Detection Strategies
- Inspect web server access logs for POST requests targeting /classes/Users.php?f=save and correlate with the requesting session's role.
- Compare database records of recently added users against expected administrator provisioning workflows.
- Deploy web application firewall rules that block or alert on user-creation requests where the Type field is supplied by non-administrative sessions.
Monitoring Recommendations
- Enable detailed audit logging for all account creation and role-modification events in the application database.
- Alert on unexpected privilege escalations and on first-time administrative logins from new accounts.
- Monitor outbound HTTP traffic from the web server for indicators of post-exploitation activity such as webshell deployment.
How to Mitigate CVE-2024-9082
Immediate Actions Required
- Restrict network access to the Online Eyewear Shop application until a vendor patch is available, especially on internet-exposed deployments.
- Audit the users table and remove or downgrade any unauthorized administrative accounts created since deployment.

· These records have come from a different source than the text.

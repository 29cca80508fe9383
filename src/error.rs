//! Error types for Botdesk
//!
//! Centralized error handling using thiserror.

use thiserror::Error;

/// All error types that can occur in Botdesk
#[derive(Debug, Error)]
pub enum BotdeskError {
    /// Lookup for a tool id that is not in the catalog
    #[error("Unknown tool: {0}")]
    UnknownTool(String),

    /// Submission attempted with an incomplete or malformed field set
    #[error("Validation failed: {0}")]
    Validation(String),

    /// Backend call failed (transport, timeout, or non-2xx status)
    #[error("Invocation failed: {0}")]
    Invocation(String),

    /// Clipboard write failed; callers treat this as best-effort
    #[error("Clipboard error: {0}")]
    Clipboard(String),

    /// Catalog file could not be read or is structurally invalid
    #[error("Catalog error: {0}")]
    Catalog(String),

    /// Configuration error
    #[error("Config error: {0}")]
    Config(String),

    /// IO error
    #[error("IO error: {0}")]
    Io(#[from] std::io::Error),

    /// JSON serialization/deserialization error
    #[error("JSON error: {0}")]
    Json(#[from] serde_json::Error),
}

/// Result type alias for Botdesk operations
pub type Result<T> = std::result::Result<T, BotdeskError>;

- Add server-side authorization checks in /classes/Users.php that reject Type values supplied by non-administrative sessions.
Patch Information
No official vendor patch has been published by SourceCodester or oretnom23 at the time of disclosure. Operators should track the SourceCodester Security Resources page and the VulDB #278252 record for fix availability. In the interim, apply a custom code modification to enforce role validation before persisting the Type field.
Workarounds
- Implement a web application firewall rule that drops requests to /classes/Users.php?f=save containing a Type parameter when the session is not authenticated as an administrator.
- Modify the save function to ignore the client-supplied Type value and default new registrations to the lowest privilege role.
- Disable public user registration if it is not required for business operations.
# Example ModSecurity rule to block unauthorized role assignment
SecRule REQUEST_URI "@streq /classes/Users.php" \
"chain,phase:2,deny,status:403,id:1009082,\
msg:'CVE-2024-9082 Online Eyewear Shop privilege escalation attempt'"
SecRule ARGS:f "@streq save" "chain"
SecRule ARGS:Type "@streq 1"
Disclaimer: This content was generated using AI. While we strive for accuracy, please verify critical information with official sources.